# Mirage Iii



## river rat (Nov 14, 2008)

Here is my Mirage III I have had it for a few year's and I used it a lot as you can see some scuff marks on the bezel ring a watch is to be used what is the point in buying a watch if you don't want to use it do to scuffing it up it's been a good watch.


----------



## ETCHY (Aug 3, 2004)

Lovely looking watches, I had a Mirage 2 & I really regret selling it :cry2:

Mirage 3 has been on my want list for a while.

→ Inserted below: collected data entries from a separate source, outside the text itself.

//! Integration tests for the redis queue driver.
//!
//! These tests need a running redis server.
//! Run with: REDIS_URL=redis://127.0.0.1:6379 cargo test --test redis_driver -- --ignored

use std::sync::Arc;
use std::time::Duration;

use job_forge::queue::{ManualClock, QueueDriver, RedisDriver};
use serde_json::json;

fn redis_url() -> String {
    std::env::var("REDIS_URL").unwrap_or_else(|_| "redis://127.0.0.1:6379".to_string())
}

fn unique_prefix() -> String {
    format!("job-forge-test:{}:", uuid::Uuid::new_v4())
}

async fn driver_with_prefix(prefix: &str, clock: Arc<ManualClock>) -> RedisDriver {
    RedisDriver::connect("redis", &redis_url(), prefix, "default", clock)
        .await
        .expect("redis must be reachable at REDIS_URL")
}

/// A driver under a prefix no other test run uses.
async fn driver(clock: Arc<ManualClock>) -> RedisDriver {
    driver_with_prefix(&unique_prefix(), clock).await
}

#[tokio::test]
#[ignore] // Run with: cargo test --test redis_driver -- --ignored
async fn test_push_pop_is_fifo() {
    let driver = driver(Arc::new(ManualClock::starting_now())).await;

    let first = driver.push("echo", json!(1), None).await.expect("push");
    let second = driver.push("echo", json!(2), None).await.expect("push");
    assert_eq!(driver.size(None).await.expect("size"), 2);

    let job = driver.pop(None).await.expect("pop").expect("job");
    assert_eq!(job.id(), first);
    assert_eq!(job.attempts(), 1);
    assert_eq!(job.data(), &json!(1));

    let job = driver.pop(None).await.expect("pop").expect("job");
    assert_eq!(job.id(), second);
    assert!(driver.pop(None).await.expect("pop").is_none());
}

#[tokio::test]
#[ignore]
async fn test_delayed_jobs_migrate_when_due() {
    let clock = Arc::new(ManualClock::starting_now());
    let driver = driver(Arc::clone(&clock)).await;

    driver
        .later(Duration::from_secs(60), "echo", json!("later"), Some("mail"))
        .await
        .expect("later");
    assert_eq!(driver.size(Some("mail")).await.expect("size"), 0);
    assert!(driver.pop(Some("mail")).await.expect("pop").is_none());

    clock.advance(Duration::from_secs(61));
    assert_eq!(driver.size(Some("mail")).await.expect("size"), 1);
    let job = driver.pop(Some("mail")).await.expect("pop").expect("job");
    assert_eq!(job.data(), &json!("later"));

    driver.clear(Some("mail")).await.expect("clear");
}

#[tokio::test]
#[ignore]
async fn test_release_and_fail() {
    let clock = Arc::new(ManualClock::starting_now());
    let driver = driver(Arc::clone(&clock)).await;

    driver.push("fail", json!({}), None).await.expect("push");
    let job = driver.pop(None).await.expect("pop").expect("job");
    driver
        .release(&job, Duration::from_secs(5))
        .await
        .expect("release");
    assert_eq!(driver.size(None).await.expect("size"), 0);

    clock.advance(Duration::from_secs(5));
    let job = driver.pop(None).await.expect("pop").expect("job");
    assert_eq!(job.attempts(), 2);

    driver.fail(&job, "gave up").await.expect("fail");
    assert_eq!(driver.failed_size(None).await.expect("failed size"), 1);
    assert_eq!(driver.size(None).await.expect("size"), 0);
}

#[tokio::test]
#[ignore]
async fn test_clear_counts_ready_and_delayed() {
    let driver = driver(Arc::new(ManualClock::starting_now())).await;

    driver.push("echo", json!(null), None).await.expect("push");
    driver
        .later(Duration::from_secs(600), "echo", json!(null), None)
        .await
        .expect("later");

    assert_eq!(driver.clear(None).await.expect("clear"), 2);
    assert_eq!(driver.size(None).await.expect("size"), 0);
}

#[tokio::test]
#[ignore]
async fn test_malformed_payload_moves_to_failed_list() {
    use redis::AsyncCommands;

    let prefix = unique_prefix();
    let driver = driver_with_prefix(&prefix, Arc::new(ManualClock::starting_now())).await;

    let client = redis::Client::open(redis_url()).expect("client");
    let mut conn = client
        .get_multiplexed_async_connection()
        .await
        .expect("connection");
    conn.rpush::<_, _, ()>(format!("{}default", prefix), "{bad")
        .await
        .expect("rpush");
    let id = driver.push("echo", json!("ok"), None).await.expect("push");

    let job = driver.pop(None).await.expect("pop").expect("job");
    assert_eq!(job.id(), id);
    assert_eq!(driver.failed_size(None).await.expect("failed size"), 1);

    let parked: Vec<String> = conn
        .lrange(format!("{}default:failed", prefix), 0, -1)
        .await
        .expect("lrange");
    assert_eq!(parked, vec!["{bad".to_string()]);
}
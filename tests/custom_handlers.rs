//! A custom handler given to the worker runs in a child process.
//!
//! This test binary is its own worker program: the default re-exec runtime
//! launches it again with `exec`, and `main` then serves tasks with the same
//! handlers the daemon was given. It therefore runs without the libtest
//! harness.

use std::path::PathBuf;
use std::sync::Arc;
use std::time::Duration;

use job_forge::entrypoint::{default_handlers, registry_with_handlers, run_stdio};
use job_forge::pool::EXEC_ARG;
use job_forge::queue::{
    ConnectionConfig, HandlerRegistry, QueueConfig, QueueManager, QueueWorker, StopReason,
    WorkerConfig,
};
use serde_json::{json, Value};
use tempfile::TempDir;

/// Handlers shared by the daemon and its worker processes.
fn handlers() -> HandlerRegistry {
    let mut handlers = default_handlers();
    handlers.register_fn("record_pid", |job| async move {
        let path = job
            .data()
            .get("path")
            .and_then(Value::as_str)
            .map(PathBuf::from)
            .ok_or_else(|| anyhow::anyhow!("record_pid needs a path"))?;
        std::fs::write(&path, std::process::id().to_string())?;
        Ok(json!({ "pid": std::process::id() }))
    });
    handlers
}

async fn test_custom_handler_runs_in_worker_process() {
    let dir = TempDir::new().expect("tempdir");
    let manager = Arc::new(QueueManager::new(QueueConfig::single(
        "local",
        ConnectionConfig::file(dir.path().join("queue")),
    )));
    let marker = dir.path().join("pid");
    manager
        .push("record_pid", json!({ "path": marker }), None)
        .await
        .expect("push");

    let config = WorkerConfig::default()
        .with_backoff(Duration::ZERO)
        .with_timeout(Duration::from_secs(30))
        .with_max_tries(1)
        .with_stop_when_empty(true);
    let mut worker =
        QueueWorker::new(Arc::clone(&manager), config, Arc::new(handlers())).expect("worker");

    assert_eq!(worker.run().await.expect("run"), StopReason::Empty);
    assert_eq!(worker.processed(), 1);
    assert_eq!(worker.failed(), 0);

    let recorded: u32 = std::fs::read_to_string(&marker)
        .expect("handler wrote its pid")
        .parse()
        .expect("pid");
    assert_ne!(recorded, std::process::id());
}

fn main() {
    let runtime = tokio::runtime::Runtime::new().expect("tokio runtime");

    if std::env::args().nth(1).as_deref() == Some(EXEC_ARG) {
        let code = runtime.block_on(run_stdio(&registry_with_handlers(handlers())));
        std::process::exit(code);
    }

    runtime.block_on(test_custom_handler_runs_in_worker_process());
    println!("test test_custom_handler_runs_in_worker_process ... ok");
}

I wonder if our host will get any more in?

Dave


----------



## river rat (Nov 14, 2008)

I got this one from westcoast time it's in the USA I live In the USA I can see you guy's wanting to buy in England no import tax I got a watch from Japan had to pay fedex the tax&*^%% I got to buy a bezel ring and a crystal for my O&W diver from RLT when I get around to fixing it up can't get those here in the USA.


----------



## Parabola (Aug 1, 2007)

Fantastic watch I really like these


----------



## PhilM (Nov 5, 2004)

The Mirage is a great watch, it was one of the first Swiss Chrono's that gave me that feeling of that I must own one 1 day... thankfully I did 

But then I sold it


----------



## Fulminata (Feb 23, 2008)

I bought one...










..and kept it. 

An all-time favourite with me. :yes:


----------



## mach 0.0013137 (Jan 10, 2005)

I`ve been meaning to get one for years, I really must buy one in 2009.


----------



## Robert (Jul 26, 2006)

mach 0.0013137 said:


> I`ve been meaning to get one for years, I really must buy one in 2009.


Same here, just hope its possible to get one


----------



## Parabola (Aug 1, 2007)

Fulminata said:


> I bought one...
> 
> 
> 
> ...


Looks great on a bracelet :thumbsup:


----------



## mattbeef (Jul 17, 2008)

Id love one of these to go with my 7733 O&W chrono


----------